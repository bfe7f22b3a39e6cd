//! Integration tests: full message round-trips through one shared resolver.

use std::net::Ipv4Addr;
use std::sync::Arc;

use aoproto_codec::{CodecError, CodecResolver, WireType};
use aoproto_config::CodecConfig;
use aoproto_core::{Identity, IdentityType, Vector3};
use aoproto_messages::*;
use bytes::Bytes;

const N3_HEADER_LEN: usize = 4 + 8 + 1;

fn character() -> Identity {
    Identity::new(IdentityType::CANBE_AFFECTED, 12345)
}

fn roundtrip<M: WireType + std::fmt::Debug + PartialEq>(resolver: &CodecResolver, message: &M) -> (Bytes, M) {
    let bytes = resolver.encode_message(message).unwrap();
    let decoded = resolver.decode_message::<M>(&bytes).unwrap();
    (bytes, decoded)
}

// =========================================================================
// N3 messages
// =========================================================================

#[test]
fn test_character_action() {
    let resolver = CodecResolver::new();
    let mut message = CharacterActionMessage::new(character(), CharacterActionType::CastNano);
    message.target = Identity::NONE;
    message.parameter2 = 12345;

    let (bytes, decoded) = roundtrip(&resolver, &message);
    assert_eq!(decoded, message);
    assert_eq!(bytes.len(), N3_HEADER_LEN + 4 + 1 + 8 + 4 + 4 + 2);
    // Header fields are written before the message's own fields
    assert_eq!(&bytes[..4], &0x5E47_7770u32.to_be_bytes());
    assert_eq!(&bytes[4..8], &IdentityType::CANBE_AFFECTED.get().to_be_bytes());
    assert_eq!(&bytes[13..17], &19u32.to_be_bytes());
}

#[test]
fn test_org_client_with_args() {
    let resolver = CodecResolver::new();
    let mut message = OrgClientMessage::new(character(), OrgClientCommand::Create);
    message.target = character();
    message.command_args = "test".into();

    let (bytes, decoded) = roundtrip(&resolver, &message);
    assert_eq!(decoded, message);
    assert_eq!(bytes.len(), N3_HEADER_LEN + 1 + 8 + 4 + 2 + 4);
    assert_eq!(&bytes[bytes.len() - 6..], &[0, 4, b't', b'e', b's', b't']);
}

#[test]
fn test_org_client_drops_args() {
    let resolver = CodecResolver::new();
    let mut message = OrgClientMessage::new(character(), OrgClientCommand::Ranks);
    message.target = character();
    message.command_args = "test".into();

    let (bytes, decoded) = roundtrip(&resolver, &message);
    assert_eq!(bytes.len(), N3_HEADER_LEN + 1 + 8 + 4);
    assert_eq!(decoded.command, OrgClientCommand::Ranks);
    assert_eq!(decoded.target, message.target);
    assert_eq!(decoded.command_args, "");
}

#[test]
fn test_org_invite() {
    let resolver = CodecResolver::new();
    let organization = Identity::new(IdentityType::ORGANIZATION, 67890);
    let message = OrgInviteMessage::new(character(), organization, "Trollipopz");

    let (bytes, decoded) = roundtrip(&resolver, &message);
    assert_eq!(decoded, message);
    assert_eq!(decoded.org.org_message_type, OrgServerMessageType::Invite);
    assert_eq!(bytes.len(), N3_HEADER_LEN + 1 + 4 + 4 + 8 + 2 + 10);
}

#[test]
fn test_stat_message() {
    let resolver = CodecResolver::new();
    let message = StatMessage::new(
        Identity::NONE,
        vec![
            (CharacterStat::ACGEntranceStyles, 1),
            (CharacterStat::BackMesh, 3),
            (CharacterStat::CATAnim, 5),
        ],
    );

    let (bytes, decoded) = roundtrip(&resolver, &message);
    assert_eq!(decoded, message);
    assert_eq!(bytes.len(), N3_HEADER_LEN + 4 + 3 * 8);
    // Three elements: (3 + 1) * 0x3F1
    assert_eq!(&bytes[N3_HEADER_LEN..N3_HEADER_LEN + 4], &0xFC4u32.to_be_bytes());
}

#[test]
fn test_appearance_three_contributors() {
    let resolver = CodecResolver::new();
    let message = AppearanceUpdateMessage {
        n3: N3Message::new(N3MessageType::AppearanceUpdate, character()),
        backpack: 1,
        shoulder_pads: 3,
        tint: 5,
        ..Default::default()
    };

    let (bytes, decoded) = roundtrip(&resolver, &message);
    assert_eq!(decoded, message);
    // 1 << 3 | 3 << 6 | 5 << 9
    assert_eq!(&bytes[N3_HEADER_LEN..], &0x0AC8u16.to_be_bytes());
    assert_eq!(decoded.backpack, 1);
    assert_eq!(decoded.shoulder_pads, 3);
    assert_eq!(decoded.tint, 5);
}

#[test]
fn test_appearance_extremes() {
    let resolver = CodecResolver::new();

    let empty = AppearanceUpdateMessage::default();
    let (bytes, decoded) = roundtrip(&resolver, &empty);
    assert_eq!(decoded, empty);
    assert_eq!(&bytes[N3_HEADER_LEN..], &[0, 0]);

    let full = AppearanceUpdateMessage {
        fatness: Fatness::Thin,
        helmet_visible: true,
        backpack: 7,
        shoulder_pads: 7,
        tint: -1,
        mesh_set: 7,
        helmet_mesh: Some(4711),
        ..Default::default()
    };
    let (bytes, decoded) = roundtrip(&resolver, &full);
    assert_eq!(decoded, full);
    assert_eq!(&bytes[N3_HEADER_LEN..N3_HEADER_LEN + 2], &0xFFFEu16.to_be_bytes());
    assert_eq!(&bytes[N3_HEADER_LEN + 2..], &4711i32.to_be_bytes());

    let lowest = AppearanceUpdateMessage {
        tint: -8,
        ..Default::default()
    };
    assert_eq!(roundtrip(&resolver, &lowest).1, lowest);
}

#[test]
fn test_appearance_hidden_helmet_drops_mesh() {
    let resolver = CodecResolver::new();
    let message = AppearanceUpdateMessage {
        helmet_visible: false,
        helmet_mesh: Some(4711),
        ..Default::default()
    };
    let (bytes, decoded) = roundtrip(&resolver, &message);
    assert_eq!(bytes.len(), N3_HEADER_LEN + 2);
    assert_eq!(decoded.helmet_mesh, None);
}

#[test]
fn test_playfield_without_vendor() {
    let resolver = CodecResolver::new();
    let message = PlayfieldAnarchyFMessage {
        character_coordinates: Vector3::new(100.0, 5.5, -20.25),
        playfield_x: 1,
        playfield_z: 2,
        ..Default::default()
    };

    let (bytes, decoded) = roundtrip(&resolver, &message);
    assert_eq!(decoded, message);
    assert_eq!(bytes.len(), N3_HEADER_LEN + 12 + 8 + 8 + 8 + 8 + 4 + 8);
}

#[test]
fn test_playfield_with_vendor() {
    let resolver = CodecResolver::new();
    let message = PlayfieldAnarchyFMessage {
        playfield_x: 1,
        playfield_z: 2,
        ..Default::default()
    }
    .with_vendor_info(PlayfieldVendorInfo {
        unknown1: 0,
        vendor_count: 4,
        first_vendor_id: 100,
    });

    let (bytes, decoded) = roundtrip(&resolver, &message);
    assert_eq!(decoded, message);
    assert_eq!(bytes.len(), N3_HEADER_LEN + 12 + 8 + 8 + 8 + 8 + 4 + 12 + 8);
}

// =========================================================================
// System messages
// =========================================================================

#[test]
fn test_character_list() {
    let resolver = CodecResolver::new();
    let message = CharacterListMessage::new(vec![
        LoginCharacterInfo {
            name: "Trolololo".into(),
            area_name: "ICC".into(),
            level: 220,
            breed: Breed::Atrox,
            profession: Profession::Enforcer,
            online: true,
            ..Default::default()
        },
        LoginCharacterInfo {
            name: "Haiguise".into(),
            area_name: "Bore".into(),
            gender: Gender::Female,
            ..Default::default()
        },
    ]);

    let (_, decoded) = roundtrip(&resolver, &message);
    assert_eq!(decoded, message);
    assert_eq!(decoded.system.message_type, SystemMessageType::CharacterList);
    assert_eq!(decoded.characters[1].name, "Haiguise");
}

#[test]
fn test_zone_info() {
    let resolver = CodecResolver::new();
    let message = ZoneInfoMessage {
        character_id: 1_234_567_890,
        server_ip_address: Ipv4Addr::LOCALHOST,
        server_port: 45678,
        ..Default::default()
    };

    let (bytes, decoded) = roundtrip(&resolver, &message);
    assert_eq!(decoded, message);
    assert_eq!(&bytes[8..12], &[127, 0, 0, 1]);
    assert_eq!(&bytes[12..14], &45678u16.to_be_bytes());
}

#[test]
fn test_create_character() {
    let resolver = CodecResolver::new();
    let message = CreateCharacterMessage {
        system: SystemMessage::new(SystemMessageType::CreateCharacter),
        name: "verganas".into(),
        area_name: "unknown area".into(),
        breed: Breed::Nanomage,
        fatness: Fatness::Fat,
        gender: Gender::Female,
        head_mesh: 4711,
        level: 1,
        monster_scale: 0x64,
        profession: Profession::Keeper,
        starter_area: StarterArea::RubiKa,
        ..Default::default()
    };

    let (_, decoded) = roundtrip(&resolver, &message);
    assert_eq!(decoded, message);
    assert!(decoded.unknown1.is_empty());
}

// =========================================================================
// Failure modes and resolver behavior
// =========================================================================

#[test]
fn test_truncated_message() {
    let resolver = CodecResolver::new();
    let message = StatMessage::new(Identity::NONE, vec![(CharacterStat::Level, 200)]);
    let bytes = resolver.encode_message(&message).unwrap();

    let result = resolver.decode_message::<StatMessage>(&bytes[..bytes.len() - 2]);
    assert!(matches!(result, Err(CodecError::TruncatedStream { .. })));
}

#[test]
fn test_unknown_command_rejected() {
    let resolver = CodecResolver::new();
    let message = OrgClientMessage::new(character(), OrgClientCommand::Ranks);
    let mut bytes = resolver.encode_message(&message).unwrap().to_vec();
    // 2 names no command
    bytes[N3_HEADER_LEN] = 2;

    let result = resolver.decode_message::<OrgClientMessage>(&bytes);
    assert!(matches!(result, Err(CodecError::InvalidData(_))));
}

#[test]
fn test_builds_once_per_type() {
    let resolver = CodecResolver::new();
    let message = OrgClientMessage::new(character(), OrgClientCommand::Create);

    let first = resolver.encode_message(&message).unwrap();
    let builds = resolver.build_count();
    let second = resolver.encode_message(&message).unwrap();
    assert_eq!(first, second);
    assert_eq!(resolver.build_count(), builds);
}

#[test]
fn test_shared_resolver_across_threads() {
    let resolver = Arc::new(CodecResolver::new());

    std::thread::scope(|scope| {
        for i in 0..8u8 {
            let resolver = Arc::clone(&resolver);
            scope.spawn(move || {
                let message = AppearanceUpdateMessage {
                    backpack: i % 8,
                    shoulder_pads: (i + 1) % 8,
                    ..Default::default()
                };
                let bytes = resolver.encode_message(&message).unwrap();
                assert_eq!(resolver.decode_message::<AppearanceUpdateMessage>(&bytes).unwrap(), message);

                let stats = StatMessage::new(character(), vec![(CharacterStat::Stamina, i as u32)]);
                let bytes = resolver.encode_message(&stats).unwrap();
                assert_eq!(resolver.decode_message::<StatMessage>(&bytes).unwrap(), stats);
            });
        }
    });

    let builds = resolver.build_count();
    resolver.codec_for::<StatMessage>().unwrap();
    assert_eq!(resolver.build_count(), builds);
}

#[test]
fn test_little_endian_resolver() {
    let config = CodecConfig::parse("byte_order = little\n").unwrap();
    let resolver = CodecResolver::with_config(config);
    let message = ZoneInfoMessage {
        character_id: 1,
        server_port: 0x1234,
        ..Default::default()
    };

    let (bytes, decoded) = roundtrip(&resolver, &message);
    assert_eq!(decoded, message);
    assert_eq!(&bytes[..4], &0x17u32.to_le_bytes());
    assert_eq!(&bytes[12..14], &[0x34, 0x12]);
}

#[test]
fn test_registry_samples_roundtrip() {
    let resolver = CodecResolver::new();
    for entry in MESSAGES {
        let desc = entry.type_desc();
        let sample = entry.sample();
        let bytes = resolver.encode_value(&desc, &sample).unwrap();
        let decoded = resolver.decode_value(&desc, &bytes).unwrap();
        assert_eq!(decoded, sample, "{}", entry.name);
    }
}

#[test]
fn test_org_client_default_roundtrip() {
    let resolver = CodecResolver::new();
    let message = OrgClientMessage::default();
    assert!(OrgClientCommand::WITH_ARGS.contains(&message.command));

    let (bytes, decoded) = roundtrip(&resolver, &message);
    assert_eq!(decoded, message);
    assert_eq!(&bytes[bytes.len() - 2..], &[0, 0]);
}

▬▬▬

◆ Work to complete ◆
Check each line of the records above for the string "Fatness", and report every line that has it.

◆ Exercise response ◆
        fatness: Fatness::Thin,
        fatness: Fatness::Fat,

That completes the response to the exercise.